Start by thinking about the kind of customers you’d like to do business with. For example, suppose you are planning to start a marketing business. In this case, determine whether you’ll be selling to other businesses or to consumers. Within the consumer or business categories, drill down still further. If you are selling to businesses, do you want to sell to companies in a specific industry?
Identifying your own experience and skills will help you home in on your target customers. For instance, if you plan to start a marketing firm and have spent 10 years working in retail marketing, you may want to focus on retail businesses as your customers.

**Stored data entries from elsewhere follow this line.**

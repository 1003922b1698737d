//! Input handling - convert key events to commands.
//!
//! Vi-style movement keys plus a handful of single-key actions; commands
//! needing a selection (cast, eat, drop) are prompted for in app.rs.

use crossterm::event::{KeyCode, KeyEvent};
use ef_core::action::{Command, Direction};
use ef_core::player::RestMode;

/// Convert a key event to a game command, where no further input is needed.
pub fn key_to_command(key: KeyEvent) -> Option<Command> {
    match key.code {
        // Vi keys
        KeyCode::Char('h') => Some(Command::Move(Direction::West)),
        KeyCode::Char('j') => Some(Command::Move(Direction::South)),
        KeyCode::Char('k') => Some(Command::Move(Direction::North)),
        KeyCode::Char('l') => Some(Command::Move(Direction::East)),
        KeyCode::Char('y') => Some(Command::Move(Direction::NorthWest)),
        KeyCode::Char('u') => Some(Command::Move(Direction::NorthEast)),
        KeyCode::Char('b') => Some(Command::Move(Direction::SouthWest)),
        KeyCode::Char('n') => Some(Command::Move(Direction::SouthEast)),

        // Capital Vi keys for running
        KeyCode::Char('H') => Some(Command::Run(Direction::West)),
        KeyCode::Char('J') => Some(Command::Run(Direction::South)),
        KeyCode::Char('K') => Some(Command::Run(Direction::North)),
        KeyCode::Char('L') => Some(Command::Run(Direction::East)),
        KeyCode::Char('Y') => Some(Command::Run(Direction::NorthWest)),
        KeyCode::Char('U') => Some(Command::Run(Direction::NorthEast)),
        KeyCode::Char('B') => Some(Command::Run(Direction::SouthWest)),
        KeyCode::Char('N') => Some(Command::Run(Direction::SouthEast)),

        // Arrow keys
        KeyCode::Up => Some(Command::Move(Direction::North)),
        KeyCode::Down => Some(Command::Move(Direction::South)),
        KeyCode::Left => Some(Command::Move(Direction::West)),
        KeyCode::Right => Some(Command::Move(Direction::East)),

        KeyCode::Char('.') => Some(Command::Stay),
        KeyCode::Char(',') => Some(Command::PickUp),
        KeyCode::Char('>') => Some(Command::TakeStairs),
        KeyCode::Char('s') => Some(Command::Search),
        KeyCode::Char('#') => Some(Command::ToggleSearchMode),

        // Rest modes
        KeyCode::Char('R') => Some(Command::Rest(RestMode::UntilHealed)),
        KeyCode::Char('&') => Some(Command::Rest(RestMode::UntilRested)),

        // Meta
        KeyCode::Char('S') => Some(Command::Save),
        KeyCode::Char('Q') => Some(Command::Quit),

        _ => None,
    }
}

/// Map a selection letter to an inventory/spell index.
pub fn letter_to_index(c: char) -> Option<usize> {
    if c.is_ascii_lowercase() {
        Some(c as usize - 'a' as usize)
    } else {
        None
    }
}
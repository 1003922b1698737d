//! Item surface consumed by the simulation core.
//!
//! The full object data model (generation, identification, pricing) lives
//! outside this core. What the turn loop needs from an item is small:
//! `pval` (charges or light fuel), `timeout` (activation recharge), the
//! attribute and curse flag bitsets, and stacking for the rod recharge
//! model.

use bitflags::bitflags;
use serde::{Deserialize, Serialize};

bitflags! {
    /// Non-curse item attributes the core reads.
    #[derive(Debug, Clone, Copy, PartialEq, Eq, Default)]
    pub struct ObjectFlags: u32 {
        /// Cannot be force-dropped by pack-overflow handling.
        const STICKY       = 1 << 0;
        /// Artifact light sources never burn fuel.
        const ARTIFACT     = 1 << 1;
        /// Doubles HP regeneration, 1.5x SP regeneration.
        const REGEN        = 1 << 2;
        /// Halves food consumption.
        const SLOW_DIGEST  = 1 << 3;
        /// Increases food consumption.
        const FAST_DIGEST  = 1 << 4;
        /// Suppresses the periodic Black Breath warning.
        const SOUL_WARD    = 1 << 5;
        /// Has an activatable power governed by `timeout`.
        const ACTIVATABLE  = 1 << 6;
    }
}

bitflags! {
    /// Curse triggers sampled probabilistically by the world-event sweep.
    ///
    /// The sweep only reads these; the single bit it writes back is the
    /// matching `notice` bit once a curse has visibly fired.
    #[derive(Debug, Clone, Copy, PartialEq, Eq, Default)]
    pub struct CurseFlags: u32 {
        const TELEPORT      = 1 << 0;
        const AGGRAVATE     = 1 << 1;
        const POISON        = 1 << 2;
        const POISON_CLOUD  = 1 << 3;
        const WOUNDS        = 1 << 4;
        const HALLUCINATE   = 1 << 5;
        const DROP_WEAPON   = 1 << 6;
        const SUMMON_DEMON  = 1 << 7;
        const SUMMON_UNDEAD = 1 << 8;
        const PARALYZE      = 1 << 9;
        const DRAIN_EXP     = 1 << 10;
        const DRAIN_MANA    = 1 << 11;
        const DRAIN_STAT    = 1 << 12;
        const DRAIN_CHARGE  = 1 << 13;
        const ATTRACT       = 1 << 14;
        const SLOW_REGEN    = 1 << 15;
    }
}

// Manual serde impls for the flag bitsets
impl Serialize for ObjectFlags {
    fn serialize<S>(&self, serializer: S) -> Result<S::Ok, S::Error>
    where
        S: serde::Serializer,
    {
        self.bits().serialize(serializer)
    }
}

impl<'de> Deserialize<'de> for ObjectFlags {
    fn deserialize<D>(deserializer: D) -> Result<Self, D::Error>
    where
        D: serde::Deserializer<'de>,
    {
        let bits = u32::deserialize(deserializer)?;
        Ok(ObjectFlags::from_bits_truncate(bits))
    }
}

impl Serialize for CurseFlags {
    fn serialize<S>(&self, serializer: S) -> Result<S::Ok, S::Error>
    where
        S: serde::Serializer,
    {
        self.bits().serialize(serializer)
    }
}

impl<'de> Deserialize<'de> for CurseFlags {
    fn deserialize<D>(deserializer: D) -> Result<Self, D::Error>
    where
        D: serde::Deserializer<'de>,
    {
        let bits = u32::deserialize(deserializer)?;
        Ok(CurseFlags::from_bits_truncate(bits))
    }
}

/// Broad object classes the core distinguishes.
#[derive(Debug, Clone, Copy, PartialEq, Eq, Serialize, Deserialize)]
pub enum ObjectKind {
    Weapon,
    Bow,
    Armor,
    Shield,
    Helm,
    Cloak,
    Ring,
    Amulet,
    Torch,
    Lantern,
    Rod,
    Wand,
    Staff,
    Potion,
    Scroll,
    Food,
}

impl ObjectKind {
    /// Whether this kind is a wieldable light source.
    pub const fn is_light(&self) -> bool {
        matches!(self, ObjectKind::Torch | ObjectKind::Lantern)
    }
}

/// One item instance (or stack).
#[derive(Debug, Clone, Serialize, Deserialize)]
pub struct Object {
    pub kind: ObjectKind,
    pub name: String,
    /// Stack size.
    pub number: u8,
    /// Charges, or remaining light fuel for torches and lanterns.
    pub pval: i32,
    /// Turns until the activation (or rod stack) is recharged.
    pub timeout: i32,
    /// Per-unit recharge time for rods.
    pub recharge_time: i32,
    pub flags: ObjectFlags,
    pub curses: CurseFlags,
    /// Curse bits whose existence the wearer has witnessed.
    pub notice: CurseFlags,
}

impl Object {
    pub fn new(kind: ObjectKind) -> Self {
        let (name, pval, recharge_time) = match kind {
            ObjectKind::Torch => ("wooden torch", 5_000, 0),
            ObjectKind::Lantern => ("brass lantern", 7_500, 0),
            ObjectKind::Rod => ("rod", 0, 60),
            _ => ("item", 0, 0),
        };
        Self {
            kind,
            name: name.to_string(),
            number: 1,
            pval,
            timeout: 0,
            recharge_time,
            flags: ObjectFlags::empty(),
            curses: CurseFlags::empty(),
            notice: CurseFlags::empty(),
        }
    }

    pub fn named(kind: ObjectKind, name: impl Into<String>) -> Self {
        Self {
            name: name.into(),
            ..Self::new(kind)
        }
    }

    pub fn with_flags(mut self, flags: ObjectFlags) -> Self {
        self.flags |= flags;
        self
    }

    pub fn with_curses(mut self, curses: CurseFlags) -> Self {
        self.curses |= curses;
        self
    }

    /// Whether pack-overflow handling may force-drop this item.
    pub fn droppable(&self) -> bool {
        !self.flags.contains(ObjectFlags::STICKY)
    }

    /// Record that a curse on this item has visibly fired.
    ///
    /// Returns true the first time a given curse is noticed, so the sweep
    /// can narrate discovery once rather than every proc.
    pub fn notice_curse(&mut self, curse: CurseFlags) -> bool {
        let fresh = !self.notice.contains(curse);
        self.notice |= curse;
        fresh
    }

    /// Tick one unit of recharge on an activatable item.
    ///
    /// Returns true when the item has just finished recharging.
    pub fn recharge_tick(&mut self) -> bool {
        if self.timeout > 0 {
            self.timeout -= 1;
            self.timeout == 0
        } else {
            false
        }
    }

    /// Tick recharge on a rod stack.
    ///
    /// A stack shares one `timeout` pool; the number of units currently
    /// charging is `ceil(timeout / recharge_time)`, and each charging unit
    /// contributes one point of recovery per tick.
    pub fn rod_recharge_tick(&mut self) -> bool {
        if self.kind != ObjectKind::Rod || self.timeout <= 0 || self.recharge_time <= 0 {
            return false;
        }
        let charging = (self.timeout + self.recharge_time - 1) / self.recharge_time;
        self.timeout = (self.timeout - charging).max(0);
        self.timeout == 0
    }
}

#[cfg(test)]
mod tests {
    use super::*;

    #[test]
    fn sticky_blocks_forced_drop() {
        let obj = Object::new(ObjectKind::Weapon).with_flags(ObjectFlags::STICKY);
        assert!(!obj.droppable());
        assert!(Object::new(ObjectKind::Weapon).droppable());
    }

    #[test]
    fn curse_notice_fires_once() {
        let mut obj = Object::new(ObjectKind::Ring).with_curses(CurseFlags::TELEPORT);
        assert!(obj.notice_curse(CurseFlags::TELEPORT));
        assert!(!obj.notice_curse(CurseFlags::TELEPORT));
        assert!(obj.notice_curse(CurseFlags::AGGRAVATE));
    }

    #[test]
    fn rod_stack_recharges_in_parallel() {
        let mut rod = Object::new(ObjectKind::Rod);
        rod.number = 3;
        rod.recharge_time = 10;
        // Three units fired: 30 points of timeout outstanding.
        rod.timeout = 30;

        // ceil(30/10) = 3 units charging, so 3 points recovered per tick.
        rod.rod_recharge_tick();
        assert_eq!(rod.timeout, 27);

        // Once below one unit's worth, only one unit is still charging.
        rod.timeout = 7;
        rod.rod_recharge_tick();
        assert_eq!(rod.timeout, 6);
    }

    #[test]
    fn rod_recharge_reports_completion() {
        let mut rod = Object::new(ObjectKind::Rod);
        rod.recharge_time = 10;
        rod.timeout = 1;
        assert!(rod.rod_recharge_tick());
        assert!(!rod.rod_recharge_tick());
    }

    #[test]
    fn activation_recharge_completion() {
        let mut obj = Object::new(ObjectKind::Amulet).with_flags(ObjectFlags::ACTIVATABLE);
        obj.timeout = 2;
        assert!(!obj.recharge_tick());
        assert!(obj.recharge_tick());
        assert!(!obj.recharge_tick());
    }
}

Next, assess where and how these target customers currently buy the kind of product or service you’re selling. In our marketing example, you’ll want to research how retail companies handle their marketing, which may entail contacting some companies directly. Your research may show you that large retailers have in-house marketing teams, but small retailers don’t.
The next step in identifying your target market is pinpointing a need. In the example above, the research shows you that small retailers have a need for your services, so it makes sense to focus on them.
Once you have some potential target markets identified, assess each one using market research to answer these questions:
- How big is this target market? Is it growing or shrinking?
- What is the average income of this target market? How much do they spend on your type of product or service?
- Where are these target customers located? If your business will rely on a local market, it’s important that more of your target market is moving into the area than moving out.
- Will this target market generate adequate sales volume to meet your business goals?
- What is the profit potential of this target market?
- Who else is competing for this target market?
- How much of this market can I realistically expect to capture?
Once you select your target market, doing market research periodically will show how your market is changing and enable you to stay one step ahead of the competition.